CRÍTICA



  • El pacto de Adriana, un ejercicio de dolorosa iconoclasia
    Por Antonella Estevez


    Aunque existe el prejuicio de que el cine chileno ha hablado suficiente de la dictadura, la verdad es que cuando se analizan los contenidos de las películas de los últimos cuarenta años no hay más de una docena de largometrajes de ficción que se hayan dedicado al tema. Y aunque en el área documental los traumas y las consecuencias de esos terribles diecisiete años han tenido una mayor presencia, es sólo uno de los numerosos temas relevados entre la gran diversidad de intereses de las y los realizadores.

    Ahora, entre los documentales que se han hecho denunciando las violaciones a los derechos humanos, probablemente los más conmovedores han sido aquellos en donde quien narra tiene una vinculación directa con lo que narra.
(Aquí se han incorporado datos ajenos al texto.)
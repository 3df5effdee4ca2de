//! Shutdown signal handling.
//!
//! Resolves on SIGTERM or SIGINT (Ctrl+C elsewhere). A handler that cannot be
//! installed is logged and never fires, so the other one still works.

use tracing::{info, warn};

/// Wait for a termination signal.
pub async fn wait_for_shutdown() {
    let ctrl_c = async {
        if let Err(e) = tokio::signal::ctrl_c().await {
            warn!(error = %e, "failed to install Ctrl+C handler");
            std::future::pending::<()>().await;
        }
    };

    #[cfg(unix)]
    let terminate = async {
        use tokio::signal::unix::{signal, SignalKind};
        match signal(SignalKind::terminate()) {
            Ok(mut sig) => {
                sig.recv().await;
            }
            Err(e) => {
                warn!(error = %e, "failed to install SIGTERM handler");
                std::future::pending::<()>().await;
            }
        }
    };

    #[cfg(not(unix))]
    let terminate = std::future::pending::<()>();

    tokio::select! {
        _ = ctrl_c => {
            info!("received SIGINT (Ctrl+C)");
        }
        _ = terminate => {
            info!("received SIGTERM");
        }
    }
}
Documentales como Mi vida con Carlos, El edificio de los chilenos y La ciudad de los fotógrafos son especialmente eficientes porque sitúan al espectador en la cotidianeidad de aquellos que vivieron los grandes hechos políticos no como titulares, sino como aquello que marcó y definió su intimidad.

    Estrenándose en Chile luego de un notable paso por festivales internacionales, El pacto de Adriana tiene en común con esas películas el hecho de que el proceso de la realizadora se instala en el centro de la narración y que la persona vinculada a los hechos ocurridos en la dictadura es un familiar cercano y querido, la diferencia es que acá no hablamos de una víctima, sino de una posible victimaria.
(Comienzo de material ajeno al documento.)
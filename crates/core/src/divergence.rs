//! Ahead/behind counting between a pull request's head and base tips.
//!
//! Both tips are painted into an arena of commit nodes. Every node carries a
//! two-bit colour set (reachable from head, reachable from base) and colours
//! flow from child to parent. A node goes back on the frontier only when its
//! colour set grows, so each commit is expanded at most three times and the
//! walk needs no recursion. Commit timestamps are never consulted, which
//! keeps the result exact for clock-skewed histories.

use std::collections::{HashMap, VecDeque};

use git2::Oid;
use tracing::{debug, instrument};

use crate::context::OperationContext;
use crate::errors::{GitError, ReconcileError};
use crate::git::{GitClient, RepositoryStore};
use crate::models::{DivergenceCount, PullRequest};

const FROM_HEAD: u8 = 0b01;
const FROM_BASE: u8 = 0b10;

/// How many nodes are expanded between cancellation checks.
const CHECK_INTERVAL: usize = 1024;

/// Read-only view of the commit graph.
pub trait CommitSource {
    fn parents(&self, commit: Oid) -> Result<Vec<Oid>, GitError>;
}

impl CommitSource for GitClient {
    fn parents(&self, commit: Oid) -> Result<Vec<Oid>, GitError> {
        self.commit_parents(commit)
    }
}

struct Node {
    oid: Oid,
    flags: u8,
    parents: Option<Vec<usize>>,
}

/// Arena of commit nodes indexed by object id.
#[derive(Default)]
struct CommitArena {
    nodes: Vec<Node>,
    index: HashMap<Oid, usize>,
}

impl CommitArena {
    fn intern(&mut self, oid: Oid) -> usize {
        if let Some(&idx) = self.index.get(&oid) {
            return idx;
        }
        let idx = self.nodes.len();
        self.nodes.push(Node {
            oid,
            flags: 0,
            parents: None,
        });
        self.index.insert(oid, idx);
        idx
    }

    /// Add `flags` to a node. Returns whether its colour set grew.
    fn paint(&mut self, idx: usize, flags: u8) -> bool {
        let node = &mut self.nodes[idx];
        let merged = node.flags | flags;
        if merged == node.flags {
            return false;
        }
        node.flags = merged;
        true
    }

    fn parents_of<S: CommitSource + ?Sized>(
        &mut self,
        idx: usize,
        source: &S,
    ) -> Result<Vec<usize>, GitError> {
        if let Some(parents) = &self.nodes[idx].parents {
            return Ok(parents.clone());
        }
        let oids = source.parents(self.nodes[idx].oid)?;
        let parents: Vec<usize> = oids.into_iter().map(|p| self.intern(p)).collect();
        self.nodes[idx].parents = Some(parents.clone());
        Ok(parents)
    }
}

/// Count commits reachable from `head` but not `base` (ahead) and the
/// reverse (behind).
pub fn count_divergence<S: CommitSource + ?Sized>(
    source: &S,
    head: Oid,
    base: Oid,
    ctx: &OperationContext,
) -> Result<DivergenceCount, ReconcileError> {
    let mut arena = CommitArena::default();
    let mut frontier = VecDeque::new();

    let head_idx = arena.intern(head);
    arena.paint(head_idx, FROM_HEAD);
    frontier.push_back(head_idx);
    let base_idx = arena.intern(base);
    if arena.paint(base_idx, FROM_BASE) && base_idx != head_idx {
        frontier.push_back(base_idx);
    }

    let mut expanded = 0usize;
    while let Some(idx) = frontier.pop_front() {
        expanded += 1;
        if expanded % CHECK_INTERVAL == 0 {
            ctx.check("next divergence batch")?;
        }
        let flags = arena.nodes[idx].flags;
        for parent in arena.parents_of(idx, source)? {
            if arena.paint(parent, flags) {
                frontier.push_back(parent);
            }
        }
    }

    let mut count = DivergenceCount::default();
    for node in &arena.nodes {
        match node.flags {
            FROM_HEAD => count.ahead += 1,
            FROM_BASE => count.behind += 1,
            _ => {}
        }
    }
    debug!(
        visited = arena.nodes.len(),
        expanded,
        ahead = count.ahead,
        behind = count.behind,
        "divergence counted"
    );
    Ok(count)
}

/// Computes [`DivergenceCount`] for pull requests stored in a
/// [`RepositoryStore`].
#[derive(Clone)]
pub struct DivergenceCounter {
    store: RepositoryStore,
}

impl DivergenceCounter {
    pub fn new(store: RepositoryStore) -> Self {
        Self { store }
    }

    /// Ahead/behind counts of `pr`. Takes no lock and writes nothing.
    #[instrument(skip(self, pr, ctx), fields(pr = %pr.base, index = pr.index))]
    pub fn compute(
        &self,
        pr: &PullRequest,
        ctx: &OperationContext,
    ) -> Result<DivergenceCount, ReconcileError> {
        ctx.check("resolving tips")?;
        let base_repo = self.store.open(&pr.base)?;
        let base_tip = resolve_tip(&base_repo, &pr.base.to_string(), &pr.base_branch)?;

        let head_tip = if pr.is_cross_repo() {
            let head_repo = self.store.open(&pr.head)?;
            let tip = resolve_tip(&head_repo, &pr.head.to_string(), &pr.head_branch)?;
            base_repo.add_object_alternate(&head_repo)?;
            tip
        } else {
            resolve_tip(&base_repo, &pr.base.to_string(), &pr.head_branch)?
        };

        count_divergence(&base_repo, head_tip, base_tip, ctx)
    }
}

/// Resolve a branch tip, reporting a missing branch as
/// [`ReconcileError::ReferenceNotFound`].
pub fn resolve_tip(
    client: &GitClient,
    repo_name: &str,
    branch: &str,
) -> Result<Oid, ReconcileError> {
    client.resolve_branch(branch).map_err(|e| match e {
        GitError::RefNotFound(_) => ReconcileError::ReferenceNotFound {
            repo: repo_name.to_string(),
            reference: branch.to_string(),
        },
        other => other.into(),
    })
}

#[cfg(test)]
mod tests {
    use super::*;

    /// In-memory DAG keyed by small integers encoded as oids.
    struct Graph(HashMap<Oid, Vec<Oid>>);

    fn oid(n: u8) -> Oid {
        let mut bytes = [0u8; 20];
        bytes[19] = n;
        Oid::from_bytes(&bytes).unwrap()
    }

    impl Graph {
        fn new(edges: &[(u8, &[u8])]) -> Self {
            Graph(
                edges
                    .iter()
                    .map(|(c, ps)| (oid(*c), ps.iter().map(|p| oid(*p)).collect()))
                    .collect(),
            )
        }
    }

    impl CommitSource for Graph {
        fn parents(&self, commit: Oid) -> Result<Vec<Oid>, GitError> {
            self.0
                .get(&commit)
                .cloned()
                .ok_or_else(|| GitError::RefNotFound(commit.to_string()))
        }
    }

    fn count(graph: &Graph, head: u8, base: u8) -> DivergenceCount {
        count_divergence(graph, oid(head), oid(base), &OperationContext::background()).unwrap()
    }

    #[test]
    fn test_one_ahead_one_behind() {
        // 1 <- 2 (base), 1 <- 3 (head)
        let g = Graph::new(&[(1, &[]), (2, &[1]), (3, &[1])]);
        assert_eq!(count(&g, 3, 2), DivergenceCount { ahead: 1, behind: 1 });
    }

    #[test]
    fn test_identical_tips() {
        let g = Graph::new(&[(1, &[]), (2, &[1])]);
        assert_eq!(count(&g, 2, 2), DivergenceCount::default());
    }

    #[test]
    fn test_head_contains_base() {
        let g = Graph::new(&[(1, &[]), (2, &[1]), (3, &[2])]);
        assert_eq!(count(&g, 3, 1), DivergenceCount { ahead: 2, behind: 0 });
        assert_eq!(count(&g, 1, 3), DivergenceCount { ahead: 0, behind: 2 });
    }

    #[test]
    fn test_merge_commits_follow_all_parents() {
        // base: 1 <- 2 <- 4
        // head: 1 <- 3, merge 5 = [3, 2]
        let g = Graph::new(&[(1, &[]), (2, &[1]), (3, &[1]), (4, &[2]), (5, &[3, 2])]);
        // head-only: 3, 5; base-only: 4
        assert_eq!(count(&g, 5, 4), DivergenceCount { ahead: 2, behind: 1 });
    }

    #[test]
    fn test_late_discovered_common_ancestry() {
        // A long head-only chain whose root is only reached from base through
        // a second parent deep in history.
        // 1 <- 2 <- 3 <- 4 <- 5 (head)
        // 1 <- 6, 7 = [6, 4] (base)
        let g = Graph::new(&[
            (1, &[]),
            (2, &[1]),
            (3, &[2]),
            (4, &[3]),
            (5, &[4]),
            (6, &[1]),
            (7, &[6, 4]),
        ]);
        assert_eq!(count(&g, 5, 7), DivergenceCount { ahead: 1, behind: 2 });
    }

    #[test]
    fn test_unrelated_histories() {
        let g = Graph::new(&[(1, &[]), (2, &[1]), (10, &[]), (11, &[10])]);
        assert_eq!(count(&g, 2, 11), DivergenceCount { ahead: 2, behind: 2 });
    }
}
    De niña la realizadora Lissette Orozco admiraba más que a nadie a su tía Adriana por su fuerza e independencia. Hace cuatro décadas que su Adriana Rivas vive en Australia y su última visita a Chile -hace once años- se vio interrumpida al ser detenida por estar vinculada al llamado Caso Conferencia, que desembocó en el asesinato y desaparición de cúpulas del Partido Comunista en 1976 y 1977. Rivas aprovechó el arresto domiciliario para huir del país y le encargó a su sobrina que se preocupara de su defensa y limpiara su nombre.

    En la película la documentalista va haciendo un ejercicio de dolorosa iconoclasia al ir desarmando la imagen que tenía de su tía. A medida que avanza el documental el espectador acompaña el proceso de la realizadora al ir descubriendo cuál era su real relación con el régimen militar y su transformación al pasar de ser una secretaria bilingüe de 19 años que, en plena dictadura, a ser la asistente personal del ex jefe de la Dirección Nacional de Inteligencia, DINA, Manuel Contreras y, posteriormente, integrante de la Brigada Lautaro.

    Lo más conmovedor del documental es observar cómo la misma realizadora se va enfrentando a los secretos familiares, a confrontar aquello que algunos sospechaban, pero no se atrevían a explicitar y a reconocer los vacíos y contradicciones en el discurso de su querida pariente. El pacto de Adriana trabaja de manera íntima un caso específico pero que al mismo tiempo es capaz de graficar la indolencia e impunidad de cientos de personas que trabajaron en los mandos medios, militares o civiles, que permitieron que la maquinaria de persecución y muerte impusiera el miedo en nuestro país por tantos años.

    El pacto de Adriana explicita también la idea de que aquello que no decimos sigue rondándonos como fantasmas con los que nos acostumbramos a habitar. En un país en donde aún hay tanta justicia por hacer y hechos por conocer, este tipo de historias nos ayudan a mirarnos a la cara y reconocer que, como sociedad, tanto a nivel de Estado como a nivel familiar, tenemos aún mucho camino por recorrer para encontrar la verdad que nos permita mirarnos honestamente a los ojos para llorar nuestros dolores y sanar nuestras heridas.